The true and only cure, for this hatred of reproof and godly counsel, is a serious recollection of the great importance of the interests concerned; and the dreadful danger, to which a neglect of such warnings may expose us. To be wakened suddenly from sleep is always disagreeable and, like all other disagreeable sensations, produces too frequently, in the first place, anger against the person, who has thus disturbed us. But if we found our house on fire, - if we found that the flames were climbing our staircase, and that the wreaths of suffocating smoke already filled our chamber, how soon would our anger be turned into blessings on the preserver who called us to a sense of the approaching calamity, and to those exertions by which only our bodies were to be snatched from the burning! We are fallen asleep in our sins; the mouth of hell is gaping wide to devour us; on our awaking now, and on the endeavours of the present moment, the happiness or misery of eternal ages may depend. And are we angry with that blessed roughness, which disturbs our fatal security? and do we prefer to sleep on, though we should thus awake at length in everlasting torments?

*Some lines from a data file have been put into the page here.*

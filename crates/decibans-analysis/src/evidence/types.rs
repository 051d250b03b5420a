//! Qualitative evidence labels.

use serde::{Deserialize, Serialize};
use std::fmt;

/// Strength of evidence carried by a Bayes factor, on Jeffreys' scale.
#[derive(Debug, Clone, Copy, PartialEq, Eq, Hash, PartialOrd, Ord, Serialize, Deserialize)]
#[serde(rename_all = "snake_case")]
pub enum EvidenceStrength {
    /// 0 < K < 1.
    SupportsAlternative,
    /// K == 1.
    Equal,
    /// 1 < K ≤ 3.2.
    BarelyWorthMentioning,
    /// 3.2 < K ≤ 10.
    Substantial,
    /// 10 < K ≤ 100.
    Strong,
    /// K > 100.
    Decisive,
}

impl EvidenceStrength {
    pub const ALL: [EvidenceStrength; 6] = [
        Self::SupportsAlternative,
        Self::Equal,
        Self::BarelyWorthMentioning,
        Self::Substantial,
        Self::Strong,
        Self::Decisive,
    ];

    /// Human-readable interpretation.
    pub fn description(&self) -> &'static str {
        match self {
            Self::SupportsAlternative => "Evidence supports the alternative model.",
            Self::Equal => "The evidence supports both models equally.",
            Self::BarelyWorthMentioning => "Evidence is barely worth mentioning.",
            Self::Substantial => "Evidence is substantial.",
            Self::Strong => "Evidence is strong.",
            Self::Decisive => "Evidence is decisive.",
        }
    }

    /// Short snake_case name.
    pub fn name(&self) -> &'static str {
        match self {
            Self::SupportsAlternative => "supports_alternative",
            Self::Equal => "equal",
            Self::BarelyWorthMentioning => "barely_worth_mentioning",
            Self::Substantial => "substantial",
            Self::Strong => "strong",
            Self::Decisive => "decisive",
        }
    }

    /// True when the evidence favors the hypothesis over the alternative.
    pub fn favors_hypothesis(&self) -> bool {
        *self > Self::Equal
    }
}

impl fmt::Display for EvidenceStrength {
    fn fmt(&self, f: &mut fmt::Formatter<'_>) -> fmt::Result {
        f.write_str(self.description())
    }
}
//! ErrorCode trait for structured error reporting.

/// Every error enum implements this to expose a stable, machine-readable
/// code alongside its human message.
pub trait ErrorCode {
    /// Returns the error code string (e.g., "DOMAIN_ERROR").
    fn error_code(&self) -> &'static str;

    /// Returns the formatted error string: `[ERROR_CODE] message`.
    fn coded_string(&self) -> String
    where
        Self: std::fmt::Display,
    {
        format!("[{}] {}", self.error_code(), self)
    }
}

pub const DOMAIN_ERROR: &str = "DOMAIN_ERROR";
pub const CONFIG_ERROR: &str = "CONFIG_ERROR";
//! Domain errors: an argument lies outside the domain of the function.

use super::error_code::{self, ErrorCode};

/// Raised when an input makes a conversion undefined.
///
/// Every fallible math function returns this one kind; the variant records
/// which argument was rejected.
#[derive(Debug, Clone, PartialEq, thiserror::Error)]
pub enum DomainError {
    #[error("probability must lie in [0, 1], got {p}")]
    ProbabilityOutOfRange { p: f64 },

    #[error("probability of 1 has no finite odds")]
    CertainProbability,

    #[error("odds must be non-negative, got {odds}")]
    NegativeOdds { odds: f64 },

    #[error("odds must be positive to express in decibans, got {odds}")]
    NonPositiveOdds { odds: f64 },

    #[error("probability of the observation under the alternative must be non-zero")]
    ZeroLikelihood,

    #[error("factor must be a positive real number, got {factor}")]
    NonPositiveFactor { factor: f64 },

    #[error("smoothing denominator is zero (trials={trials}, alpha={alpha}, cardinality={cardinality})")]
    DegenerateSmoothing {
        trials: u64,
        alpha: f64,
        cardinality: u64,
    },

    #[error("invalid posterior: {message}")]
    InvalidPosterior { message: String },
}

impl ErrorCode for DomainError {
    fn error_code(&self) -> &'static str {
        error_code::DOMAIN_ERROR
    }
}

/// Result alias for the math functions.
pub type DomainResult<T> = Result<T, DomainError>;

O Father of mercies, suffer not thy children

to perish but call us, LORD, by the voice of Thy ministers; send to our warning the counsel and reproof of friends; and send, at the same time, Thy powerful and penetrating Spirit of Grace, that we may so hear the reproof, and love the charitable reprover, that, with him, we may enter into that land, where the voice of chiding shall be heard no more: and where virtue, and wisdom, and love, and joy, shall encircle our steps eternally.

SERMON XLII.

TENTH SUNDAY AFTER TRINITY.

1 KINGS, xxi. 25.

But there was none like unto Ahab, which did sell himself to work wickedness in the sight of the LORD, whom Jezebel his wife stirred up.

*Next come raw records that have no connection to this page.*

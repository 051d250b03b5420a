//! Additive smoothing configuration.

use serde::{Deserialize, Serialize};

use crate::constants::{
    DEFAULT_CARDINALITY, DEFAULT_CREDIBLE_LEVEL, JEFFREYS_ALPHA, LAPLACE_ALPHA,
};

/// Named priors accepted in the `prior` field.
pub const KNOWN_PRIORS: [&str; 2] = ["laplace", "jeffreys"];

/// Configuration for additive smoothing.
#[derive(Debug, Clone, Serialize, Deserialize, Default, PartialEq)]
#[serde(default)]
pub struct SmoothingConfig {
    /// Named prior: "laplace" or "jeffreys". Default: "laplace".
    pub prior: Option<String>,
    /// Explicit pseudo-count. Takes precedence over `prior`.
    pub alpha: Option<f64>,
    /// Number of possible outcomes. Default: 2.
    pub cardinality: Option<u64>,
    /// Mass of the credible interval. Default: 0.95.
    pub credible_level: Option<f64>,
}

impl SmoothingConfig {
    /// Returns the pseudo-count: explicit `alpha`, else the named prior's,
    /// else Laplace.
    pub fn effective_alpha(&self) -> f64 {
        if let Some(alpha) = self.alpha {
            return alpha;
        }
        match self.prior.as_deref().map(str::to_ascii_lowercase).as_deref() {
            Some("jeffreys") => JEFFREYS_ALPHA,
            _ => LAPLACE_ALPHA,
        }
    }

    /// Returns the effective cardinality, defaulting to 2.
    pub fn effective_cardinality(&self) -> u64 {
        self.cardinality.unwrap_or(DEFAULT_CARDINALITY)
    }

    /// Returns the effective credible level, defaulting to 0.95.
    pub fn effective_credible_level(&self) -> f64 {
        self.credible_level.unwrap_or(DEFAULT_CREDIBLE_LEVEL)
    }
}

THE name of Ahab, son of Omri, king of Israel, is conspicuous above all the rulers of that unhappy and rebellious nation, for the weight of sin imputed to him, in Scripture; and for the miserable ruin, which those unrepented transgressions brought down upon himself and his family.- "There was none". we are told in the words, which I have chosen for my text, "there was none like unto Ahab, which did sell himself to work wickedness in the sight of the LORD, whom Jezebel his wife stirred up."-And, as were his crimes, such also was his punishment. He perished himself, by an untimely end, in a lost and hopeless battle; his wife, his children, his brethren, and kindred, fell the victims of successful rebellions; and in few, very few years from the event recorded in the First Lesson

in this morning's service, the family of Ahab had, as utterly and as violently, been swept away from the face of the earth; as the former evil race of Jeroboam, the son of Nebat, which made Israel to sin, and as the house of Baasha, the son of Ahijah.

It may perhaps be no unprofitable exercise to examine into the leading features of a character so severely reprobated by God's Spirit; and which received a punishment so exemplary: and most happy will it be for our souls, if we are enabled, on such inquiry, to amend in ourselves any lurking point of likeness, which we may there discover, to the wretched husband of Jezebel.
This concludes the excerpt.